▸ **INPUT RECORDS**:
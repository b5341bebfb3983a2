use std::io::Cursor;

use rocket::http::{ContentType, Status};
use rocket::response::{self, Responder};
use rocket::{Request, Response};
use rocket_okapi::r#gen::OpenApiGenerator;
use rocket_okapi::okapi::openapi3::Responses;
use rocket_okapi::response::OpenApiResponderInner;
use thiserror::Error;

pub type AuthResult<T> = Result<T, AuthError>;

/// Error taxonomy for the authentication and authorization subsystem.
///
/// Decode failures and revoked tokens deliberately collapse into
/// [`AuthError::InvalidToken`] so callers cannot distinguish the two; the
/// cause is logged where it happens.
#[derive(Debug, Error)]
pub enum AuthError {
    #[error("authentication required")]
    AuthenticationRequired,
    #[error("invalid token")]
    InvalidToken,
    #[error("access token required")]
    AccessTokenRequired,
    #[error("refresh token required")]
    RefreshTokenRequired,
    #[error("insufficient permission")]
    InsufficientPermission,
    #[error("account not verified")]
    AccountNotVerified,
    #[error("user already exists")]
    UserAlreadyExists,
    #[error("user not found")]
    UserNotFound,
    #[error("invalid credentials")]
    InvalidCredentials,
    #[error("passwords do not match")]
    PasswordMismatch,
    #[error("invalid or expired action token")]
    InvalidActionToken,
    #[error("configuration error: {0}")]
    Config(String),
    #[error("database error: {0}")]
    Sqlx(#[from] rocket_db_pools::sqlx::Error),
    #[error("blocklist error: {0}")]
    Redis(String),
    #[error("jwt error: {0}")]
    Jwt(#[from] jsonwebtoken::errors::Error),
    #[error("serialization error: {0}")]
    Serialization(#[from] serde_json::Error),
    #[error("password hashing error: {0}")]
    PasswordHash(String),
}

impl AuthError {
    pub fn status(&self) -> Status {
        match self {
            AuthError::AuthenticationRequired
            | AuthError::InvalidToken
            | AuthError::AccessTokenRequired
            | AuthError::RefreshTokenRequired => Status::Unauthorized,
            AuthError::InsufficientPermission | AuthError::AccountNotVerified => Status::Forbidden,
            AuthError::UserAlreadyExists => Status::Conflict,
            AuthError::UserNotFound => Status::NotFound,
            AuthError::InvalidCredentials
            | AuthError::PasswordMismatch
            | AuthError::InvalidActionToken => Status::BadRequest,
            AuthError::Config(_)
            | AuthError::Sqlx(_)
            | AuthError::Redis(_)
            | AuthError::Jwt(_)
            | AuthError::Serialization(_)
            | AuthError::PasswordHash(_) => Status::InternalServerError,
        }
    }
}

impl From<argon2::password_hash::Error> for AuthError {
    fn from(err: argon2::password_hash::Error) -> Self {
        AuthError::PasswordHash(err.to_string())
    }
}

impl<'r> Responder<'r, 'static> for AuthError {
    fn respond_to(self, _: &'r Request<'_>) -> response::Result<'static> {
        let status = self.status();
        if status == Status::InternalServerError {
            log::error!("auth request failed: {}", self);
        } else {
            log::debug!("auth request rejected: {}", self);
        }

        let body = serde_json::json!({
            "status": status.code,
            "message": self.to_string(),
        })
        .to_string();

        Response::build()
            .status(status)
            .header(ContentType::JSON)
            .sized_body(body.len(), Cursor::new(body))
            .ok()
    }
}

impl OpenApiResponderInner for AuthError {
    fn responses(_gen: &mut OpenApiGenerator) -> rocket_okapi::Result<Responses> {
        Ok(Responses::default())
    }
}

▸ **TASK DESCRIPTION**: Locate the word "PasswordHash" in the records above, and return each line that has it.

▸ **EXPECTED ANSWER**:
    PasswordHash(String),
            | AuthError::PasswordHash(_) => Status::InternalServerError,
        AuthError::PasswordHash(err.to_string())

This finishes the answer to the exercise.